Reboulia: features, anatomy, morphology etc.
Reboulia: features, anatomy, morphology etc.Reboulia: features, anatomy, morphology etc.
Reboulia: features, anatomy, morphology etc.
Silpa
 
LUNULARIA -features, morphology, anatomy ,reproduction etc.
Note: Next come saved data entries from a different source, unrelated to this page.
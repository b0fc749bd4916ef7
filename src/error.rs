//! Error types for halo-voice.

use thiserror::Error;

/// Failure reported by an external speech or language backend.
#[derive(Error, Debug, Clone, PartialEq)]
pub enum BackendError {
    #[error("network error: {0}")]
    Network(String),

    #[error("quota exceeded: {0}")]
    Quota(String),

    #[error("no speech in audio")]
    NoSpeech,

    #[error("invalid voice: {0}")]
    InvalidVoice(String),

    #[error("{0}")]
    Other(String),
}

impl BackendError {
    /// Network and quota failures may succeed on a later turn.
    pub fn is_transient(&self) -> bool {
        matches!(self, BackendError::Network(_) | BackendError::Quota(_))
    }
}

#[derive(Error, Debug)]
pub enum HaloError {
    // Configuration errors
    #[error("Configuration file not found at {path}")]
    ConfigFileNotFound { path: String },

    #[error("Failed to parse configuration: {message}")]
    ConfigParse { message: String },

    #[error("Invalid configuration value for {key}: {message}")]
    ConfigInvalidValue { key: String, message: String },

    #[error("Configuration error: {0}")]
    Config(#[from] toml::de::Error),

    // Audio device errors
    #[error("Audio device not found: {device}")]
    AudioDeviceNotFound { device: String },

    #[error("Audio device failed: {message}")]
    AudioDevice { message: String },

    #[error("WAV error: {message}")]
    Wav { message: String },

    // Backend and turn errors
    #[error("{backend} backend failed: {source}")]
    TransientService {
        backend: &'static str,
        #[source]
        source: BackendError,
    },

    #[error("No speech detected")]
    NoSpeechDetected,

    #[error("Transcript rejected: {reason}")]
    QualityRejected { reason: String },

    #[error("Session closed")]
    SessionClosed,

    #[error("I/O error: {0}")]
    Io(#[from] std::io::Error),

    #[error("{0}")]
    Other(String),
}

impl HaloError {
    /// Only audio device failures end a session.
    pub fn is_fatal(&self) -> bool {
        matches!(
            self,
            HaloError::AudioDevice { .. } | HaloError::AudioDeviceNotFound { .. }
        )
    }
}

pub type Result<T> = std::result::Result<T, HaloError>;

#[cfg(test)]
mod tests {
    use super::*;
    use std::io;

    #[test]
    fn test_config_invalid_value_display() {
        let error = HaloError::ConfigInvalidValue {
            key: "gate.corr_threshold".to_string(),
            message: "must be within 0.0..=1.0".to_string(),
        };
        assert_eq!(
            error.to_string(),
            "Invalid configuration value for gate.corr_threshold: must be within 0.0..=1.0"
        );
    }

    #[test]
    fn test_config_file_not_found_display() {
        let error = HaloError::ConfigFileNotFound {
            path: "/path/to/config.toml".to_string(),
        };
        assert_eq!(
            error.to_string(),
            "Configuration file not found at /path/to/config.toml"
        );
    }

    #[test]
    fn test_audio_device_display() {
        let error = HaloError::AudioDevice {
            message: "stream closed".to_string(),
        };
        assert_eq!(error.to_string(), "Audio device failed: stream closed");
    }

    #[test]
    fn test_transient_service_display_names_backend() {
        let error = HaloError::TransientService {
            backend: "recognizer",
            source: BackendError::Network("timeout".to_string()),
        };
        assert_eq!(
            error.to_string(),
            "recognizer backend failed: network error: timeout"
        );
    }

    #[test]
    fn test_quality_rejected_display() {
        let error = HaloError::QualityRejected {
            reason: "incoherent (0.21)".to_string(),
        };
        assert_eq!(error.to_string(), "Transcript rejected: incoherent (0.21)");
    }

    #[test]
    fn test_io_error_conversion() {
        let io_error = io::Error::new(io::ErrorKind::NotFound, "file not found");
        let error: HaloError = io_error.into();
        assert!(error.to_string().contains("file not found"));
    }

    #[test]
    fn test_only_device_errors_are_fatal() {
        assert!(HaloError::AudioDevice {
            message: "x".to_string()
        }
        .is_fatal());
        assert!(!HaloError::NoSpeechDetected.is_fatal());
        assert!(!HaloError::TransientService {
            backend: "responder",
            source: BackendError::Quota("daily".to_string()),
        }
        .is_fatal());
    }

    #[test]
    fn test_backend_error_transient_kinds() {
        assert!(BackendError::Network("reset".to_string()).is_transient());
        assert!(BackendError::Quota("limit".to_string()).is_transient());
        assert!(!BackendError::NoSpeech.is_transient());
        assert!(!BackendError::InvalidVoice("99".to_string()).is_transient());
    }

    #[test]
    fn test_error_is_send_sync() {
        fn assert_send_sync<T: Send + Sync>() {}
        assert_send_sync::<HaloError>();
        assert_send_sync::<BackendError>();
    }
}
LUNULARIA -features, morphology, anatomy ,reproduction etc.LUNULARIA -features, morphology, anatomy ,reproduction etc.
LUNULARIA -features, morphology, anatomy ,reproduction etc.
Silpa
 
Phenolics: types, biosynthesis and functions.
Phenolics: types, biosynthesis and functions.Phenolics: types, biosynthesis and functions.
Phenolics: types, biosynthesis and functions.
Silpa
 
Module for Grade 9 for Asynchronous/Distance learning
Module for Grade 9 for Asynchronous/Distance learningModule for Grade 9 for Asynchronous/Distance learning
Module for Grade 9 for Asynchronous/Distance learning
levieagacer
 
The Mariana Trench remarkable geological features on Earth.pptx
The Mariana Trench remarkable geological features on Earth.pptxThe Mariana Trench remarkable geological features on Earth.pptx
The Mariana Trench remarkable geological features on Earth.pptx
seri bangash
 

Recently uploaded (20)

Gwalior ❤CALL GIRL 84099*07087 ❤CALL GIRLS IN Gwalior ESCORT SERVICE❤CALL GIRL
Gwalior ❤CALL GIRL 84099*07087 ❤CALL GIRLS IN Gwalior ESCORT SERVICE❤CALL GIRLGwalior ❤CALL GIRL 84099*07087 ❤CALL GIRLS IN Gwalior ESCORT SERVICE❤CALL GIRL
Gwalior ❤CALL GIRL 84099*07087 ❤CALL GIRLS IN Gwalior ESCORT SERVICE❤CALL GIRL
 
Digital Dentistry.Digital Dentistryvv.pptx
Digital Dentistry.Digital Dentistryvv.pptxDigital Dentistry.Digital Dentistryvv.pptx
Digital Dentistry.Digital Dentistryvv.pptx
 
Clean In Place(CIP).pptx .
Clean In Place(CIP).pptx                 .Clean In Place(CIP).pptx                 .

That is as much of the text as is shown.